I want to offer a reflection on our recent parish experience and relate it to this Sunday’s feast of Corpus Christi when the Church celebrates the mystery of our communion in the Body and Blood of Christ. Over one hundred parishioners participated over the last few months in our pilot project of Small Group communities. St. Paul, one of our parish’s patron saints, rightly puts his focus on the Christian community as our primary experience of the Body of Christ: “You then, are the body of Christ. Every one of you is a member of it.” “The bread that we break, is it not a participation in the body of Christ?” (1 Cor 10 & 12)  That community in the Body is what the Small Groups are all about! Thanks to all who generously participated in this adventure-in-the-time-of-Covid; and thanks to those who completed the recent survey to provide feedback. The initial results show overwhelmingly positive experiences. The time span was perhaps too short for the groups to grow in depth, and some faced practical difficulties – still any positive group experience can invite us to encounter Christ in one another and in who we are together – as we pray and study together, serve together, play together. This summer we will digest the survey feedback and consider how it can guide us to become more truly the Body of Christ, not just in theory but in our actual experience.
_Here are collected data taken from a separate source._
//! Simple fetch strategy: whole-page flattened text, no container
//! heuristics. A fast, low-fidelity fallback tried before paying for a
//! browser render.

use futures::future::BoxFuture;
use log::info;
use scraper::Html;

use crate::content::{bot_detect, maximal};
use crate::error::{ExtractError, ExtractResult};
use crate::fetch;
use crate::types::{DocumentType, ExtractionMethod, ExtractionResult};

use super::FetchStrategy;

pub struct SimpleFetchStrategy {
    client: reqwest::Client,
    min_content: usize,
}

impl SimpleFetchStrategy {
    #[must_use]
    pub fn new(client: reqwest::Client, min_content: usize) -> Self {
        Self {
            client,
            min_content,
        }
    }

    async fn extract(
        &self,
        url: &str,
        document_type: DocumentType,
        return_url: &str,
    ) -> ExtractResult<ExtractionResult> {
        let body = fetch::fetch_bytes(&self.client, url).await?;
        let html = fetch::decode_body(&body);

        if bot_detect::is_bot_challenge(&Html::parse_document(&html)) {
            return Err(ExtractError::BotChallenge);
        }

        let text = maximal::maximal_text(&html);
        let len = text.chars().count();
        if len < self.min_content {
            return Err(ExtractError::TooShort {
                got: len,
                min: self.min_content,
            });
        }

        info!("simple fetch extracted {len} chars from {url}");
        Ok(ExtractionResult::success(
            return_url,
            document_type,
            text,
            "Extracted full page text using simple fetch",
            ExtractionMethod::SimpleFetch,
        ))
    }
}

impl FetchStrategy for SimpleFetchStrategy {
    fn method(&self) -> ExtractionMethod {
        ExtractionMethod::SimpleFetch
    }

    fn attempt<'a>(
        &'a self,
        url: &'a str,
        document_type: DocumentType,
        return_url: &'a str,
    ) -> BoxFuture<'a, ExtractResult<ExtractionResult>> {
        Box::pin(self.extract(url, document_type, return_url))
    }
}
//! Headless-browser session management.
//!
//! One long-lived browser process and browsing context shared by all
//! requests; short-lived pages checked out through an admission gate.

pub mod launch;
pub mod session;
pub mod stealth;

pub use session::{BrowserSession, PageLease, SessionStatus};
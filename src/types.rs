//! Boundary types for extraction requests and results.
//!
//! These types serialize to the wire schema consumed by the routing layer:
//! `{url, document_type, text?, success, message, method_used}`.

use serde::{Deserialize, Serialize};
use std::fmt;

/// Kind of legal document being extracted.
#[derive(Debug, Clone, Copy, PartialEq, Eq, Hash, Serialize, Deserialize)]
#[serde(rename_all = "lowercase")]
pub enum DocumentType {
    /// Terms of Service / Terms of Use
    Tos,
    /// Privacy Policy
    Pp,
}

impl DocumentType {
    #[must_use]
    pub const fn as_str(&self) -> &'static str {
        match self {
            Self::Tos => "tos",
            Self::Pp => "pp",
        }
    }
}

impl fmt::Display for DocumentType {
    fn fmt(&self, f: &mut fmt::Formatter<'_>) -> fmt::Result {
        f.write_str(self.as_str())
    }
}

/// Which strategy produced (or last attempted to produce) a result.
#[derive(Debug, Clone, Copy, PartialEq, Eq, Serialize, Deserialize)]
#[serde(rename_all = "snake_case")]
pub enum ExtractionMethod {
    /// Plain HTTP fetch + content selector heuristics
    Standard,
    /// Headless browser rendering
    Playwright,
    /// PDF fetch + text extraction
    Pdf,
    /// Lightweight whole-page-text fetch
    SimpleFetch,
}

impl ExtractionMethod {
    #[must_use]
    pub const fn as_str(&self) -> &'static str {
        match self {
            Self::Standard => "standard",
            Self::Playwright => "playwright",
            Self::Pdf => "pdf",
            Self::SimpleFetch => "simple_fetch",
        }
    }
}

/// An inbound extraction request.
#[derive(Debug, Clone, Serialize, Deserialize)]
pub struct ExtractionRequest {
    pub url: String,
    /// Defaults to [`DocumentType::Tos`] when unset.
    #[serde(default, skip_serializing_if = "Option::is_none")]
    pub document_type: Option<DocumentType>,
}

impl ExtractionRequest {
    #[must_use]
    pub fn new(url: impl Into<String>, document_type: Option<DocumentType>) -> Self {
        Self {
            url: url.into(),
            document_type,
        }
    }
}

/// Terminal outcome of an extraction attempt.
///
/// `success == true` guarantees `text` is non-empty and at least the
/// configured minimum content length. Failures carry diagnostics in
/// `message` only; `text` stays `None`.
#[derive(Debug, Clone, Serialize, Deserialize)]
pub struct ExtractionResult {
    /// Final URL the text came from (possibly redirected or discovered).
    pub url: String,
    pub document_type: DocumentType,
    #[serde(skip_serializing_if = "Option::is_none")]
    pub text: Option<String>,
    pub success: bool,
    pub message: String,
    pub method_used: ExtractionMethod,
}

impl ExtractionResult {
    /// Build a successful result.
    #[must_use]
    pub fn success(
        url: impl Into<String>,
        document_type: DocumentType,
        text: impl Into<String>,
        message: impl Into<String>,
        method_used: ExtractionMethod,
    ) -> Self {
        Self {
            url: url.into(),
            document_type,
            text: Some(text.into()),
            success: true,
            message: message.into(),
            method_used,
        }
    }

    /// Build a failure result. `method_used` records the last strategy tried.
    #[must_use]
    pub fn failure(
        url: impl Into<String>,
        document_type: DocumentType,
        message: impl Into<String>,
        method_used: ExtractionMethod,
    ) -> Self {
        Self {
            url: url.into(),
            document_type,
            text: None,
            success: false,
            message: message.into(),
            method_used,
        }
    }
}
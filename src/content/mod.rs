//! Heuristic content extraction from parsed HTML.
//!
//! Several independent extraction methods compete on every page; the
//! caller keeps the longest result that clears the minimum content length.
//! A bot-verification detector runs first and turns challenge pages into
//! hard failures instead of short "content".

pub mod bot_detect;
pub mod maximal;
pub mod ranking;
pub mod selector;

pub use ranking::{pick_longest, Candidate};

use scraper::Html;

use crate::error::{ExtractError, ExtractResult};
use crate::types::DocumentType;

/// Run the full candidate set over raw HTML: bot detection, then the
/// selector-based, legal-specialized, and maximal extraction methods.
///
/// Methods that produce nothing are simply absent from the result; ranking
/// the candidates (and failing when none qualify) is the caller's job.
pub fn html_candidates(
    html: &str,
    document_type: DocumentType,
    min_content: usize,
) -> ExtractResult<Vec<Candidate>> {
    let doc = Html::parse_document(html);
    if bot_detect::is_bot_challenge(&doc) {
        return Err(ExtractError::BotChallenge);
    }
    drop(doc);

    let mut candidates = Vec::with_capacity(3);
    if let Some(text) = selector::selector_candidate(html, document_type, min_content) {
        candidates.push(Candidate::new(text, "selector"));
    }
    if let Some(text) = selector::legal_candidate(html, document_type) {
        candidates.push(Candidate::new(text, "legal"));
    }
    candidates.push(Candidate::new(maximal::maximal_candidate(html), "maximal"));

    Ok(candidates)
}
//! Shared fixtures for integration tests: mock HTTP pages and a
//! programmatically assembled PDF with a correct xref table.

#![allow(dead_code)]

use policyscrape::ExtractorConfig;

/// Config tuned for tests: no real-time backoff, tiny timeouts.
pub fn test_config() -> ExtractorConfig {
    ExtractorConfig::builder()
        .fetch_timeout_secs(5)
        .retry_attempts(1)
        .retry_base_delay_ms(1)
        .discovery_timeout_secs(1)
        .build()
}

/// An article-tagged page with header/footer chrome around ~200 chars of
/// body text.
pub fn article_page() -> String {
    let body = "These Terms of Service govern your access to and use of the \
                product. By creating an account or using the service you agree \
                to be bound by these terms, including the limitations of \
                liability and dispute resolution provisions described below.";
    format!(
        "<html><head><title>Terms</title></head><body>\
         <header>Site navigation and promotional links</header>\
         <article><h1>Terms of Service</h1><p>{body}</p></article>\
         <footer>Copyright and social media links</footer>\
         </body></html>"
    )
}

/// Build a minimal one-page PDF whose text stream holds `text`, with a
/// byte-accurate xref table so strict parsers accept it.
pub fn minimal_pdf(text: &str) -> Vec<u8> {
    // Escape characters significant inside PDF string literals
    let escaped = text.replace('\\', "\\\\").replace('(', "\\(").replace(')', "\\)");

    // One Tj per line of text, stepping down the page
    let mut content = String::from("BT\n/F1 12 Tf\n72 720 Td\n14 TL\n");
    for chunk in escaped.as_bytes().chunks(60) {
        content.push_str(&format!("({}) Tj\nT*\n", String::from_utf8_lossy(chunk)));
    }
    content.push_str("ET\n");

    let objects = [
        "<< /Type /Catalog /Pages 2 0 R >>".to_string(),
        "<< /Type /Pages /Kids [3 0 R] /Count 1 >>".to_string(),
        "<< /Type /Page /Parent 2 0 R /MediaBox [0 0 612 792] /Contents 4 0 R \
         /Resources << /Font << /F1 5 0 R >> >> >>"
            .to_string(),
        format!(
            "<< /Length {} >>\nstream\n{}endstream",
            content.len(),
            content
        ),
        "<< /Type /Font /Subtype /Type1 /BaseFont /Helvetica >>".to_string(),
    ];

    let mut pdf = String::from("%PDF-1.4\n");
    let mut offsets = Vec::with_capacity(objects.len());
    for (i, obj) in objects.iter().enumerate() {
        offsets.push(pdf.len());
        pdf.push_str(&format!("{} 0 obj\n{}\nendobj\n", i + 1, obj));
    }

    let xref_offset = pdf.len();
    pdf.push_str(&format!("xref\n0 {}\n", objects.len() + 1));
    pdf.push_str("0000000000 65535 f \n");
    for offset in &offsets {
        pdf.push_str(&format!("{offset:010} 00000 n \n"));
    }
    pdf.push_str(&format!(
        "trailer\n<< /Size {} /Root 1 0 R >>\nstartxref\n{}\n%%EOF\n",
        objects.len() + 1,
        xref_offset
    ));

    pdf.into_bytes()
}
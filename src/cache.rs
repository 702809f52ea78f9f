//! Time- and size-bounded memoization of extraction results.
//!
//! Keys are `(normalized URL, document type)`. Only successful results are
//! inserted (the orchestrator enforces that). Expired entries are treated
//! as misses at read time; capacity overflow evicts the entry with the
//! smallest expiry, which approximates oldest-inserted under a fixed TTL.

use std::collections::HashMap;
use std::time::{Duration, Instant};

use parking_lot::Mutex;

use crate::types::{DocumentType, ExtractionResult};

pub type CacheKey = (String, DocumentType);

struct CacheEntry {
    value: ExtractionResult,
    expires_at: Instant,
}

/// Mutex-guarded response cache. Insertion and eviction happen under one
/// lock acquisition so the capacity bound holds across concurrent writers.
pub struct ResponseCache {
    entries: Mutex<HashMap<CacheKey, CacheEntry>>,
    ttl: Duration,
    capacity: usize,
}

impl ResponseCache {
    #[must_use]
    pub fn new(ttl: Duration, capacity: usize) -> Self {
        Self {
            entries: Mutex::new(HashMap::new()),
            ttl,
            capacity: capacity.max(1),
        }
    }

    /// Look up a fresh entry. Expired entries are misses but are not
    /// deleted here; they age out through capacity eviction.
    #[must_use]
    pub fn get(&self, key: &CacheKey) -> Option<ExtractionResult> {
        self.get_at(key, Instant::now())
    }

    /// Insert a result, evicting the smallest-expiry entry when full.
    pub fn put(&self, key: CacheKey, value: ExtractionResult) {
        self.put_at(key, value, Instant::now());
    }

    /// Clock-injected variant of [`get`](Self::get) for deterministic tests.
    #[must_use]
    pub fn get_at(&self, key: &CacheKey, now: Instant) -> Option<ExtractionResult> {
        let entries = self.entries.lock();
        entries
            .get(key)
            .filter(|entry| now < entry.expires_at)
            .map(|entry| entry.value.clone())
    }

    /// Clock-injected variant of [`put`](Self::put) for deterministic tests.
    pub fn put_at(&self, key: CacheKey, value: ExtractionResult, now: Instant) {
        let mut entries = self.entries.lock();

        if entries.len() >= self.capacity && !entries.contains_key(&key) {
            let oldest = entries
                .iter()
                .min_by_key(|(_, entry)| entry.expires_at)
                .map(|(k, _)| k.clone());
            if let Some(oldest_key) = oldest {
                log::debug!(
                    "response cache at capacity ({}), evicting {}",
                    self.capacity,
                    oldest_key.0
                );
                entries.remove(&oldest_key);
            }
        }

        entries.insert(
            key,
            CacheEntry {
                value,
                expires_at: now + self.ttl,
            },
        );
    }

    #[must_use]
    pub fn len(&self) -> usize {
        self.entries.lock().len()
    }

    #[must_use]
    pub fn is_empty(&self) -> bool {
        self.entries.lock().is_empty()
    }
}
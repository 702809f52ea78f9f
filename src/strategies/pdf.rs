//! PDF fetch + text extraction.
//!
//! Applicable when the URL path ends in `.pdf`; the response must also
//! prove itself PDF-like (Content-Type or `%PDF-` magic) before parsing.
//! Extraction is page-capped and processed in chunks to bound memory on
//! pathological documents.

use futures::future::BoxFuture;
use log::{debug, info};

use crate::error::{ExtractError, ExtractResult};
use crate::fetch::{self, FetchedBody};
use crate::retry::RetryPolicy;
use crate::types::{DocumentType, ExtractionMethod, ExtractionResult};
use crate::utils::looks_like_pdf;
use crate::utils::text::normalize_whitespace;

use super::FetchStrategy;

/// Pages joined per chunk while assembling the output string.
const PAGE_CHUNK: usize = 5;

pub struct PdfStrategy {
    client: reqwest::Client,
    retry: RetryPolicy,
    max_pages: usize,
    min_content: usize,
}

impl PdfStrategy {
    #[must_use]
    pub fn new(
        client: reqwest::Client,
        retry: RetryPolicy,
        max_pages: usize,
        min_content: usize,
    ) -> Self {
        Self {
            client,
            retry,
            max_pages,
            min_content,
        }
    }

    async fn extract(
        &self,
        url: &str,
        document_type: DocumentType,
        return_url: &str,
    ) -> ExtractResult<ExtractionResult> {
        let body = self.retry.run(|_| fetch::fetch_bytes(&self.client, url)).await?;

        if !is_pdf(&body) {
            return Err(ExtractError::Pdf(format!(
                "response is not a PDF (content-type: {})",
                body.content_type.as_deref().unwrap_or("unknown")
            )));
        }

        let bytes = body.bytes;
        let max_pages = self.max_pages;
        let text = tokio::task::spawn_blocking(move || extract_pdf_text(&bytes, max_pages))
            .await
            .map_err(|e| ExtractError::Pdf(format!("extraction task failed: {e}")))??;

        let len = text.chars().count();
        if len < self.min_content {
            return Err(ExtractError::TooShort {
                got: len,
                min: self.min_content,
            });
        }

        info!("extracted {len} chars from PDF at {url}");
        Ok(ExtractionResult::success(
            return_url,
            document_type,
            text,
            "Successfully extracted text from PDF document",
            ExtractionMethod::Pdf,
        ))
    }
}

impl FetchStrategy for PdfStrategy {
    fn method(&self) -> ExtractionMethod {
        ExtractionMethod::Pdf
    }

    fn applies(&self, url: &str) -> bool {
        looks_like_pdf(url)
    }

    fn attempt<'a>(
        &'a self,
        url: &'a str,
        document_type: DocumentType,
        return_url: &'a str,
    ) -> BoxFuture<'a, ExtractResult<ExtractionResult>> {
        Box::pin(self.extract(url, document_type, return_url))
    }
}

/// Content-Type says PDF, or the body starts with the PDF magic number.
fn is_pdf(body: &FetchedBody) -> bool {
    let ct_is_pdf = body
        .content_type
        .as_deref()
        .is_some_and(|ct| ct.to_ascii_lowercase().contains("application/pdf"));
    ct_is_pdf || body.bytes.starts_with(b"%PDF-")
}

/// Page-wise text extraction capped at `max_pages`, assembled in chunks of
/// [`PAGE_CHUNK`] pages.
fn extract_pdf_text(bytes: &[u8], max_pages: usize) -> ExtractResult<String> {
    let pages = pdf_extract::extract_text_from_mem_by_pages(bytes)
        .map_err(|e| ExtractError::Pdf(format!("text extraction failed: {e}")))?;

    let total = pages.len();
    let capped = pages.len().min(max_pages);
    if capped < total {
        debug!("PDF has {total} pages, capping at {max_pages}");
    }

    let mut segments = Vec::with_capacity(capped.div_ceil(PAGE_CHUNK));
    for chunk in pages[..capped].chunks(PAGE_CHUNK) {
        let segment = normalize_whitespace(&chunk.join("\n"));
        if !segment.is_empty() {
            segments.push(segment);
        }
    }

    Ok(segments.join("\n\n"))
}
The image that dominates Sunday’s scripture readings is blood – blood as a sign of covenant commitment, and the complete gift of self for others. Through the blood of his suffering Christ was joined in communion with the sufferings of all human beings throughout history. The horror of these sufferings, of all this blood, shakes us and calls us beyond all the hatred, fear and violence of our human condition. Important milestones in this vein have passed in the two weeks since my last column. May 25 marked one year since the killing of George Floyd, which has accelerated our country’s reckoning with the legacy of the sufferings of slavery that still shape our culture today. May 31, Memorial Day, reminded us of the tragic sufferings and losses of war. It was also the 100th anniversary of the Tulsa Race Massacre (on “Black Wall Street”), the single worst instance of racial violence in U.S. history. More victims and sufferings to recall; the blood of Christ flows all around us. In our Eucharistic faith, this suffering and blood is not in vain, but rather is joined to the saving blood of Christ poured out for us, that cries out to us and can move us to be converted to the will of God for our human family. Sunday’s second reading: “how much more will the blood of Christ… cleanse our consciences from dead works to worship the living God.”

Finally: this Eucharistic feast is a fitting time to announce the ordination to the priesthood of Jesuit Bobby Karle, son of parishioners Barbara and Bob Karle, on June 12 in Milwaukee. I will join them and the other seven Jesuit ordinands for the celebrations. Pray for them as they learn with us, as the ordination rite states, “to imitate what you celebrate”: to give our body and blood for the life of the world.